(Dataset entries)

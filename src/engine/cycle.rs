//! One daily cycle: scan → select → build → publish → verify → report.

use anyhow::{Context, Result};
use chrono::{DateTime, FixedOffset, Utc};
use std::sync::Arc;
use tracing::{info, warn};

use super::builder::CouponBuilder;
use super::scanner::{select_matches, KickoffWindow, MatchScanner};
use super::verifier::{check_coupon, CheckPlan};
use crate::config::AppConfig;
use crate::coupon::{Coupon, CouponReport};
use crate::notify::format::{coupon_message, report_message};
use crate::notify::Notifier;
use crate::provider::OddsProvider;
use crate::schedule::wait_until;
use crate::storage::CouponStore;
use crate::strategy::rules::RuleBook;

/// Runs cycles against a provider and a notifier.
pub struct CycleRunner {
    cfg: AppConfig,
    offset: FixedOffset,
    provider: Arc<dyn OddsProvider>,
    notifier: Arc<dyn Notifier>,
    book: RuleBook,
    store: CouponStore,
}

impl CycleRunner {
    pub fn new(
        cfg: AppConfig,
        provider: Arc<dyn OddsProvider>,
        notifier: Arc<dyn Notifier>,
        book: RuleBook,
    ) -> Result<Self> {
        let offset = cfg.utc_offset()?;
        let store = CouponStore::new(&cfg.storage.pending_coupon_path);
        Ok(Self { cfg, offset, provider, notifier, book, store })
    }

    /// Publish a coupon and wait for its results.
    pub async fn run(&self) -> Result<Option<CouponReport>> {
        match self.publish(Utc::now()).await? {
            Some(coupon) => self.await_results(&coupon).await,
            None => Ok(None),
        }
    }

    /// Scan, pick, send and persist a new coupon.
    ///
    /// Returns `None` when no match or no prediction was found; nothing is
    /// sent in that case.
    pub async fn publish(&self, now: DateTime<Utc>) -> Result<Option<Coupon>> {
        let window = KickoffWindow::upcoming(
            now,
            self.offset,
            self.cfg.window.start_hour,
            self.cfg.window.end_hour,
        );

        let scanner = MatchScanner::new(
            self.provider.as_ref(),
            &self.cfg.leagues,
            self.cfg.api.league_pause(),
        );
        let found = scanner.scan(&window).await;
        if found.is_empty() {
            warn!("No match found in the kickoff window, nothing to publish");
            return Ok(None);
        }

        let selected = select_matches(
            found,
            self.cfg.coupon.min_legs,
            self.cfg.coupon.max_legs,
            &mut rand::thread_rng(),
        );

        let builder = CouponBuilder::new(self.provider.as_ref(), self.book.clone());
        let Some(coupon) = builder.build(Coupon::next_id(now, self.offset), &selected).await else {
            return Ok(None);
        };

        self.notifier
            .send(&coupon_message(&coupon, now, self.offset))
            .await
            .context("Failed to publish coupon")?;
        self.store.save(&coupon)?;

        info!(coupon = %coupon, "Coupon published");
        Ok(Some(coupon))
    }

    /// Single verification pass. Sends the report and clears the pending
    /// coupon file once every leg is finished.
    pub async fn verify_once(&self, coupon: &Coupon) -> Result<Option<CouponReport>> {
        let Some(report) = check_coupon(self.provider.as_ref(), coupon).await else {
            return Ok(None);
        };

        self.notifier
            .send(&report_message(&report, Utc::now(), self.offset))
            .await
            .context("Failed to publish results")?;
        self.store.clear()?;

        info!(
            coupon_id = %report.coupon_id,
            won = report.is_winner(),
            "Results published"
        );
        Ok(Some(report))
    }

    /// Wait for the planned first check, then poll until the coupon is
    /// graded or the plan gives up.
    pub async fn await_results(&self, coupon: &Coupon) -> Result<Option<CouponReport>> {
        let plan = CheckPlan::for_coupon(coupon, &self.cfg.verification);
        let wait = wait_until(Utc::now(), plan.first_check);
        info!(
            coupon_id = %coupon.id,
            first_check = %plan.first_check.format("%d/%m/%Y %H:%M UTC"),
            wait_mins = wait.as_secs() / 60,
            "Result verification scheduled"
        );
        tokio::time::sleep(wait).await;

        loop {
            if let Some(report) = self.verify_once(coupon).await? {
                return Ok(Some(report));
            }
            if Utc::now() >= plan.give_up_at {
                warn!(coupon_id = %coupon.id, "Results still incomplete, giving up on this coupon");
                self.store.clear()?;
                return Ok(None);
            }
            info!(
                coupon_id = %coupon.id,
                retry_mins = plan.interval.as_secs() / 60,
                "Rechecking results later"
            );
            tokio::time::sleep(plan.interval).await;
        }
    }

    /// Resume verification of a coupon left on disk by a previous run.
    pub async fn resume_pending(&self) -> Result<Option<CouponReport>> {
        match self.store.load()? {
            Some(coupon) => self.await_results(&coupon).await,
            None => Ok(None),
        }
    }
}

// ---------------------------------------------------------------------------
// Tests
// ---------------------------------------------------------------------------
//! Chat delivery.
//!
//! Defines the `Notifier` trait with a Telegram implementation and a
//! log-only implementation used in dry-run mode.

pub mod format;
pub mod telegram;

use anyhow::Result;
use async_trait::async_trait;
use tracing::info;

/// Abstraction over outbound chat channels.
#[cfg_attr(test, mockall::automock)]
#[async_trait]
pub trait Notifier: Send + Sync {
    /// Post a preformatted message.
    async fn send(&self, text: &str) -> Result<()>;
}

/// Writes messages to the log instead of sending them.
pub struct LogNotifier;

#[async_trait]
impl Notifier for LogNotifier {
    async fn send(&self, text: &str) -> Result<()> {
        info!(chars = text.chars().count(), "Dry run, message not sent:\n{text}");
        Ok(())
    }
}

## Exercise objective
Each line that contains the string "LogNotifier" should be copied from the data above.

## Response
pub struct LogNotifier;
impl Notifier for LogNotifier {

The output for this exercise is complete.